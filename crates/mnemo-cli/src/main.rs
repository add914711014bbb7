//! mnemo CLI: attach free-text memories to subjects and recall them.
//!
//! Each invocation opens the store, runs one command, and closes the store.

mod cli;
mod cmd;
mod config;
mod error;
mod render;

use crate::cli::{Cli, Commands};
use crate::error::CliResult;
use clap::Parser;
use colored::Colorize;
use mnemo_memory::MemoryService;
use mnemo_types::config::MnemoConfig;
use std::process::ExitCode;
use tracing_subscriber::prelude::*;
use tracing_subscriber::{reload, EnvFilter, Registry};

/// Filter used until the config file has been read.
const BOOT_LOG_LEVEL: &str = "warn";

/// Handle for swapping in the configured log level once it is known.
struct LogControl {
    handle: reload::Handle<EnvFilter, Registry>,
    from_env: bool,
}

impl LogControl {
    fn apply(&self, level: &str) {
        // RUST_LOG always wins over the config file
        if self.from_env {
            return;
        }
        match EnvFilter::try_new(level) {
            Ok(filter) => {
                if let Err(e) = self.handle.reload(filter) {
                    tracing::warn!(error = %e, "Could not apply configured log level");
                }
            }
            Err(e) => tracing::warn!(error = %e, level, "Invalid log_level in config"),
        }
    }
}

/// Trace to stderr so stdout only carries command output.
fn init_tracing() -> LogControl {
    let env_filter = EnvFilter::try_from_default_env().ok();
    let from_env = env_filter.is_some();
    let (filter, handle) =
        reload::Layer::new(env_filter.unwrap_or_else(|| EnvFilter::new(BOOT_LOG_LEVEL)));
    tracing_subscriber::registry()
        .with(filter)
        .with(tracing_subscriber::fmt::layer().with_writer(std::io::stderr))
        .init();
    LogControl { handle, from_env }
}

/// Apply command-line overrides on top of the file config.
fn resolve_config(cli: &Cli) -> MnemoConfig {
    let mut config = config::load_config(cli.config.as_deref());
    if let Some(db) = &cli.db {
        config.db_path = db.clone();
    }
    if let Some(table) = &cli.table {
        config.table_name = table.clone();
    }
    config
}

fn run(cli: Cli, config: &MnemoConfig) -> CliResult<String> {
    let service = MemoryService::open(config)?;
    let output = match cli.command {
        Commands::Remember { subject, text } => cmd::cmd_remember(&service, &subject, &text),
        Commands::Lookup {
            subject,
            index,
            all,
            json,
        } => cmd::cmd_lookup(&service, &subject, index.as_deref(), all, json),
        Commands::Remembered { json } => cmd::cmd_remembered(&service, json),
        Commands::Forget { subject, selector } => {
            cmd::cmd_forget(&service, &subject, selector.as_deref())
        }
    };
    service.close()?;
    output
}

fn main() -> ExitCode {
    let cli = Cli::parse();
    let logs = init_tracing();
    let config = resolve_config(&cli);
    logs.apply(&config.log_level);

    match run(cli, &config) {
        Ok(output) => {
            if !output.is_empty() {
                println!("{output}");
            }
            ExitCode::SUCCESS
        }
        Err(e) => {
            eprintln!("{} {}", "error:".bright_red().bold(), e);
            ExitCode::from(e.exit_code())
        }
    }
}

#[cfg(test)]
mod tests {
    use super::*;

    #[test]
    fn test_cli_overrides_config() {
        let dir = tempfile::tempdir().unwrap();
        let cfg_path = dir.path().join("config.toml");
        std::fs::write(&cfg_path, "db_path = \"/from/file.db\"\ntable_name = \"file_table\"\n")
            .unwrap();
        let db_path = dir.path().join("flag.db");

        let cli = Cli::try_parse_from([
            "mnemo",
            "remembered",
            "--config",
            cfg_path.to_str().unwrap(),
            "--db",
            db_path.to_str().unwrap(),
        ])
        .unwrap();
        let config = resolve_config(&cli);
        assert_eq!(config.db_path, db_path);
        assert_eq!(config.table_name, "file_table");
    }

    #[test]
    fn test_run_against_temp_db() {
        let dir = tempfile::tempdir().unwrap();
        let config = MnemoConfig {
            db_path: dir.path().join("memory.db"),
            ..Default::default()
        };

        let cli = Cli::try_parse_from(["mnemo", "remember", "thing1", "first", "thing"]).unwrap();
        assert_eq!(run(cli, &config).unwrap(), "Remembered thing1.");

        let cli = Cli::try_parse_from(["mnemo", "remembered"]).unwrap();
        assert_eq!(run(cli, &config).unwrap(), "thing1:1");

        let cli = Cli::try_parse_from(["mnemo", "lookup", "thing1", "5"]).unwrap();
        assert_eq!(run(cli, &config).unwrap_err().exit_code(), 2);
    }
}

****************

Taking the material above, extract exactly and only the lines from the line with "use std::process::ExitCode;" to the line with "fn resolve_config(cli: &Cli)", inclusive of both.

use std::process::ExitCode;
use tracing_subscriber::prelude::*;
use tracing_subscriber::{reload, EnvFilter, Registry};

/// Filter used until the config file has been read.
const BOOT_LOG_LEVEL: &str = "warn";

/// Handle for swapping in the configured log level once it is known.
struct LogControl {
    handle: reload::Handle<EnvFilter, Registry>,
    from_env: bool,
}

impl LogControl {
    fn apply(&self, level: &str) {
        // RUST_LOG always wins over the config file
        if self.from_env {
            return;
        }
        match EnvFilter::try_new(level) {
            Ok(filter) => {
                if let Err(e) = self.handle.reload(filter) {
                    tracing::warn!(error = %e, "Could not apply configured log level");
                }
            }
            Err(e) => tracing::warn!(error = %e, level, "Invalid log_level in config"),
        }
    }
}

/// Trace to stderr so stdout only carries command output.
fn init_tracing() -> LogControl {
    let env_filter = EnvFilter::try_from_default_env().ok();
    let from_env = env_filter.is_some();
    let (filter, handle) =
        reload::Layer::new(env_filter.unwrap_or_else(|| EnvFilter::new(BOOT_LOG_LEVEL)));
    tracing_subscriber::registry()
        .with(filter)
        .with(tracing_subscriber::fmt::layer().with_writer(std::io::stderr))
        .init();
    LogControl { handle, from_env }
}

/// Apply command-line overrides on top of the file config.
fn resolve_config(cli: &Cli) -> MnemoConfig {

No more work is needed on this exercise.